** DATA RECORDS follows **
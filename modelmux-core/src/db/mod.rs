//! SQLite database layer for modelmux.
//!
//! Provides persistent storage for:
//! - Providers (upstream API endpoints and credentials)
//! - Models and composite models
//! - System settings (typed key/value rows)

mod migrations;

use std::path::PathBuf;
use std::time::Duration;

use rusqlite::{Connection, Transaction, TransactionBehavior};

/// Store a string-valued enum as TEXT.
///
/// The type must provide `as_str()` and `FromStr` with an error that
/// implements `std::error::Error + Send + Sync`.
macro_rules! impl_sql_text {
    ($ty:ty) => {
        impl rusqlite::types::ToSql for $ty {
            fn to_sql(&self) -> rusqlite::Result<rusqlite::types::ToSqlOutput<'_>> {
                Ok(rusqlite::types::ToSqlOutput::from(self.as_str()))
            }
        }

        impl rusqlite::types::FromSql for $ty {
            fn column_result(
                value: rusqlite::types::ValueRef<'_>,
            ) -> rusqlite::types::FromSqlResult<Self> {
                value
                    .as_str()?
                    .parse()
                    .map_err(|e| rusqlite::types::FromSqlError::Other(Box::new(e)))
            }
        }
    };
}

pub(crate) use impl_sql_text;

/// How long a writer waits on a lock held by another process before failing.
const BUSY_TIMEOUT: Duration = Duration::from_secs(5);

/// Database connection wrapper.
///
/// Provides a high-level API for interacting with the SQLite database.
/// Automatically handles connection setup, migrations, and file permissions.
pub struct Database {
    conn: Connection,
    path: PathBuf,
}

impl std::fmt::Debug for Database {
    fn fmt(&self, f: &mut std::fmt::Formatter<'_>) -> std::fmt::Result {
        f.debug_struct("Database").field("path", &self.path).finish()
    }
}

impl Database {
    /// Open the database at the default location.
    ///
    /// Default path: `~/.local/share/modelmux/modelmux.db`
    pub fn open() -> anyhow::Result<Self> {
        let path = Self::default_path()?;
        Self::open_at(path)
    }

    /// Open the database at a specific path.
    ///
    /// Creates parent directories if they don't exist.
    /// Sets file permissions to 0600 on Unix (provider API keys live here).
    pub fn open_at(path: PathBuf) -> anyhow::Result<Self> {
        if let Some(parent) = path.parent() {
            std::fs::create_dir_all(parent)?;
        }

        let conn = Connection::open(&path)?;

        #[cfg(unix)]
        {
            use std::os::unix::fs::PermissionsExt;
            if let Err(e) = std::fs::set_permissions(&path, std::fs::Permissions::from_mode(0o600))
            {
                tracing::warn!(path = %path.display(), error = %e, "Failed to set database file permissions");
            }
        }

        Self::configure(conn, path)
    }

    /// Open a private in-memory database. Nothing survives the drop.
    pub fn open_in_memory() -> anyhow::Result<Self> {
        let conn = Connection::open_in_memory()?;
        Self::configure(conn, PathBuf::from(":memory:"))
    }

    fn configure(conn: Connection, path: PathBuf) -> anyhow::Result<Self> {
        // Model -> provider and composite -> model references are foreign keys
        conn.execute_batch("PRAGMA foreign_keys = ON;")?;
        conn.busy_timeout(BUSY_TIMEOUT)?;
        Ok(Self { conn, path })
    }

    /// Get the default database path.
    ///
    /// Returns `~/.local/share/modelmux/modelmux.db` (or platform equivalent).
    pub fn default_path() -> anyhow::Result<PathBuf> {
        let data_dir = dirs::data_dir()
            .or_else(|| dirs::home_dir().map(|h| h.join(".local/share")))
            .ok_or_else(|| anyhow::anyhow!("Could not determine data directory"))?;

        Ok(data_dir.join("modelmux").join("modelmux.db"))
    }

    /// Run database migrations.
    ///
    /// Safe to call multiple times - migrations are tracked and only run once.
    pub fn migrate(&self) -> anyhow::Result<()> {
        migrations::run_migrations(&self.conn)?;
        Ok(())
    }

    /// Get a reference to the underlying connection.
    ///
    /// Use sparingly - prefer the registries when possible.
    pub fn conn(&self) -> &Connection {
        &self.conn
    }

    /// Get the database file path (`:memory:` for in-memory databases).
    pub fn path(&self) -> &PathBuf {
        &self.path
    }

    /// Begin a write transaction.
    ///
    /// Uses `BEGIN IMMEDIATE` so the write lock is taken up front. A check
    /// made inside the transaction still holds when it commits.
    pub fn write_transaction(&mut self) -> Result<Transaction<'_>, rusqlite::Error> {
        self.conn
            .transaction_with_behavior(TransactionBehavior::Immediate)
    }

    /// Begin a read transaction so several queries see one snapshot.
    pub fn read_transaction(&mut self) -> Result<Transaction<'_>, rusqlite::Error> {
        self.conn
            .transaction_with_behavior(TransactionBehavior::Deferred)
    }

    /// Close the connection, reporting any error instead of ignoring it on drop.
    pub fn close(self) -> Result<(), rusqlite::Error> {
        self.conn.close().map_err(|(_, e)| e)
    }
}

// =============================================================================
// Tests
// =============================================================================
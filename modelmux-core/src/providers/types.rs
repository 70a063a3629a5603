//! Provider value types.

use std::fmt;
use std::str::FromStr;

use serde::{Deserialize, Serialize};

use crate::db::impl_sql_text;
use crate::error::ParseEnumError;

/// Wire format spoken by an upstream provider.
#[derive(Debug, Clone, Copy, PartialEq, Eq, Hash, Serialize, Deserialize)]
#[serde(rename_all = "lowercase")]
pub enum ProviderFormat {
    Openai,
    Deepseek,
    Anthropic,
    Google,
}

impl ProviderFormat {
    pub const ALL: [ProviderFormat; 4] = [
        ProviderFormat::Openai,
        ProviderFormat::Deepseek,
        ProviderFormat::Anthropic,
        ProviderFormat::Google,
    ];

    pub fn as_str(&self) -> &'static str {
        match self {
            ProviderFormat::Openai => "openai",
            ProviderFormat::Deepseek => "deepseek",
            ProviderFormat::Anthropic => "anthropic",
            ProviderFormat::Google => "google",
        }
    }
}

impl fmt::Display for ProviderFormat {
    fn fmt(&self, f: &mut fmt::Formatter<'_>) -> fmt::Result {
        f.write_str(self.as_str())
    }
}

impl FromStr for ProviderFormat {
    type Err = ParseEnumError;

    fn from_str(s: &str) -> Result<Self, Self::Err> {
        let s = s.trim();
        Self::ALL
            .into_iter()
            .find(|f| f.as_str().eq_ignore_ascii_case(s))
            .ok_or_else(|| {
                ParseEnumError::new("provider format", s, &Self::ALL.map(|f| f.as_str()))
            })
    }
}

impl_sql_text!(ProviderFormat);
** End of DATA RECORDS **
• _YOUR GOAL_
Within the records above, each line containing "parent" is to be returned.

• _FINISHED TASK_
    /// Creates parent directories if they don't exist.
        if let Some(parent) = path.parent() {
            std::fs::create_dir_all(parent)?;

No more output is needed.